:: What to work on ::
Your answer must be a single number: how many lines in the records include the word "StatusCode".

= Beginning of Section =

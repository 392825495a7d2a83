#![allow(dead_code)]

use std::sync::Arc;

use auth::Claims;
use auth::JwtSigner;
use auth::PasswordHasher;
use auth::TokenValidator;
use chrono::Duration;
use chrono::Utc;
use credential_service::credential::issuer::TokenIssuer;
use credential_service::credential::models::TokenResponse;
use credential_service::credential::service::CredentialService;
use credential_service::inbound::http::router::create_router;
use credential_service::repositories::InMemoryCredentialStore;
use serde_json::json;
use uuid::Uuid;

pub const PRIVATE_KEY: &[u8] = include_bytes!("../../../auth/testdata/private_key.pem");
pub const PUBLIC_KEY: &[u8] = include_bytes!("../../../auth/testdata/public_key.pem");
pub const OTHER_PRIVATE_KEY: &[u8] =
    include_bytes!("../../../auth/testdata/other_private_key.pem");

/// Test application that spawns a real server backed by the in-memory store
pub struct TestApp {
    pub address: String,
    pub port: u16,
    pub api_client: reqwest::Client,
    pub signer: JwtSigner,
}

impl TestApp {
    /// Spawn the application with default token lifetimes
    pub async fn spawn() -> Self {
        Self::spawn_with_ttls(Duration::minutes(5), Duration::minutes(10)).await
    }

    /// Spawn the application in a background task with the given token lifetimes
    pub async fn spawn_with_ttls(access_ttl: Duration, refresh_ttl: Duration) -> Self {
        // Use random port (0 = OS assigns)
        let listener = tokio::net::TcpListener::bind("127.0.0.1:0")
            .await
            .expect("Failed to bind random port");
        let port = listener.local_addr().unwrap().port();
        let address = format!("http://127.0.0.1:{}", port);

        // Cheap Argon2 parameters keep the suite fast
        let hasher = PasswordHasher::with_params(8, 1, 1).expect("Invalid Argon2 parameters");
        let store = Arc::new(InMemoryCredentialStore::new(hasher.clone()));

        let signer = JwtSigner::from_rsa_pem(PRIVATE_KEY).expect("Invalid private key");
        let issuer = TokenIssuer::new(Arc::clone(&store), signer, access_ttl, refresh_ttl);
        let credential_service = Arc::new(CredentialService::new(store, issuer, hasher));

        let token_validator =
            Arc::new(TokenValidator::from_rsa_pem(PUBLIC_KEY).expect("Invalid public key"));

        let router = create_router(credential_service, token_validator);

        // Spawn server in background
        tokio::spawn(async move {
            axum::serve(listener, router).await.expect("Server error");
        });

        Self {
            address,
            port,
            api_client: reqwest::Client::new(),
            signer: JwtSigner::from_rsa_pem(PRIVATE_KEY).expect("Invalid private key"),
        }
    }

    /// Helper to make POST request
    pub fn post(&self, path: &str) -> reqwest::RequestBuilder {
        self.api_client.post(format!("{}{}", self.address, path))
    }

    /// Helper to make PUT request
    pub fn put(&self, path: &str) -> reqwest::RequestBuilder {
        self.api_client.put(format!("{}{}", self.address, path))
    }

    /// Helper to make PATCH request
    pub fn patch(&self, path: &str) -> reqwest::RequestBuilder {
        self.api_client.patch(format!("{}{}", self.address, path))
    }

    /// Helper to make DELETE request
    pub fn delete(&self, path: &str) -> reqwest::RequestBuilder {
        self.api_client.delete(format!("{}{}", self.address, path))
    }

    /// Create an identity and assert success
    pub async fn create_user(&self, id: &Uuid, password: &str) {
        let response = self
            .put(&format!("/user/{}", id))
            .json(&json!({ "password": password }))
            .send()
            .await
            .expect("Failed to execute request");

        assert_eq!(response.status(), reqwest::StatusCode::CREATED);
    }

    /// Log in and return the issued token pair
    pub async fn login(&self, id: &Uuid, password: &str) -> TokenResponse {
        let response = self
            .post(&format!("/user/{}/login", id))
            .json(&json!({ "password": password }))
            .send()
            .await
            .expect("Failed to execute request");

        assert_eq!(response.status(), reqwest::StatusCode::OK);
        response.json().await.expect("Failed to parse response")
    }

    /// Refresh with the given token
    pub async fn refresh(&self, id: &Uuid, refresh_token: &str) -> reqwest::Response {
        self.patch(&format!("/user/{}/refresh", id))
            .header("refresh_token", refresh_token)
            .send()
            .await
            .expect("Failed to execute request")
    }

    /// Sign an access token for `id` expiring `ttl` from now
    pub fn access_token(&self, id: &Uuid, ttl: Duration) -> String {
        let claims = Claims::new(*id, (Utc::now() + ttl).timestamp());
        self.signer.sign(&claims).expect("Failed to sign token")
    }
}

= End of Section =

:: Your solution ::
2